__DATA SUPPLIED__
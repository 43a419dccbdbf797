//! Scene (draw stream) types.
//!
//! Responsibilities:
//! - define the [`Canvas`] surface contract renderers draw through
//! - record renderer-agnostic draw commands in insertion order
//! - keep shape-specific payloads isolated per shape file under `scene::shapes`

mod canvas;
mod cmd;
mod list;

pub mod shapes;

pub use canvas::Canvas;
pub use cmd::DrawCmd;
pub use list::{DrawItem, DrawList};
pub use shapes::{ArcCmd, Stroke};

* * *

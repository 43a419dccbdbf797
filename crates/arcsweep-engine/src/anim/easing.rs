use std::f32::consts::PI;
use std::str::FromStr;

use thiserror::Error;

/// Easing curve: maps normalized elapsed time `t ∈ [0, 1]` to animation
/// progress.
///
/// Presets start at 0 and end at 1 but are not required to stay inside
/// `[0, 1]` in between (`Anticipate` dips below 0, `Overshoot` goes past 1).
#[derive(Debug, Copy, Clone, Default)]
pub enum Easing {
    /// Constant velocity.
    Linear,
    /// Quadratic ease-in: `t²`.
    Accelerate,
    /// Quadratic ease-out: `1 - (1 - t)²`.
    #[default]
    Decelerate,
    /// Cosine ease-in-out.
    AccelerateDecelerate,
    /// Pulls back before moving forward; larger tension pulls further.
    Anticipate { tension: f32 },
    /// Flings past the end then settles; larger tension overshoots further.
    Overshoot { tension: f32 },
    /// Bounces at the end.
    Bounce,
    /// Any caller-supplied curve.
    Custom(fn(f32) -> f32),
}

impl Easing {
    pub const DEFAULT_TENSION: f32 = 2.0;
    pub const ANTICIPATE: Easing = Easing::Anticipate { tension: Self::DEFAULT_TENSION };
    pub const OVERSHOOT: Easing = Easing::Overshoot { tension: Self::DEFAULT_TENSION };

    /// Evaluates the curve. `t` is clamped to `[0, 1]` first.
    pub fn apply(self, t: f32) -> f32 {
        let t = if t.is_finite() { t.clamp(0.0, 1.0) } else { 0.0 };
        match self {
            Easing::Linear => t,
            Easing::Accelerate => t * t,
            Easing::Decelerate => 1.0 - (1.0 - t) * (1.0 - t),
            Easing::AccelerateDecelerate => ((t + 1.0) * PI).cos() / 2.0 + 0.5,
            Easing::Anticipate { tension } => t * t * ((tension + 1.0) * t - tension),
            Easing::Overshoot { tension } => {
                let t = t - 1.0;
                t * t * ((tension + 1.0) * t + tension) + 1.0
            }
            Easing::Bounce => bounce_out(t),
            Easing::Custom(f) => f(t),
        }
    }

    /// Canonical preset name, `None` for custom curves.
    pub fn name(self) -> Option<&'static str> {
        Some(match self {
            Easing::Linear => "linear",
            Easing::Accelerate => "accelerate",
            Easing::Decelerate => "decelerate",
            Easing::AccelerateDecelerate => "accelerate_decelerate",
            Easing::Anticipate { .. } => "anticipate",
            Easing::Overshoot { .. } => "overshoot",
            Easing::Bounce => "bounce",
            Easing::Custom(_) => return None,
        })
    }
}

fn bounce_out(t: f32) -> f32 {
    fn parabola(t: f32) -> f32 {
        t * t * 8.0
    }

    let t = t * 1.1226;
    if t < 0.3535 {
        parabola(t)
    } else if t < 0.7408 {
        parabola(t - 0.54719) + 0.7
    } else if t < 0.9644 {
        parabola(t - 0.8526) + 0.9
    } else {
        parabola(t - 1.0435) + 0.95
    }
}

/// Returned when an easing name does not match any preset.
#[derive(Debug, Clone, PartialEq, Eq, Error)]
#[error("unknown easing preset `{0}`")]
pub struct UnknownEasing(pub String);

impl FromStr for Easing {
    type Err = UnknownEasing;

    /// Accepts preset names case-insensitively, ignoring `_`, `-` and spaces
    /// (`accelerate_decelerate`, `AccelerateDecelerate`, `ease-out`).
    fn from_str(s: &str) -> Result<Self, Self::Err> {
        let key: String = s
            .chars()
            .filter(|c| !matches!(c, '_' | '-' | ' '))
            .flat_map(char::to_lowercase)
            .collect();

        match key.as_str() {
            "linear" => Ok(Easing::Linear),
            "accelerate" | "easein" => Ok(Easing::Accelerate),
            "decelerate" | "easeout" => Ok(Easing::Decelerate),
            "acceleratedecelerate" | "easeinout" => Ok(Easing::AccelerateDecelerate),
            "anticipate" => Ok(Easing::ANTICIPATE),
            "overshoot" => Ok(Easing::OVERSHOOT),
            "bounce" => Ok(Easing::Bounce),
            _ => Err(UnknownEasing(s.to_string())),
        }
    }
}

__WORK ORDER__
Please copy each line of the material that contains the word "derive".

__ANSWER TO THIS TASK__
#[derive(Debug, Copy, Clone, Default)]
#[derive(Debug, Clone, PartialEq, Eq, Error)]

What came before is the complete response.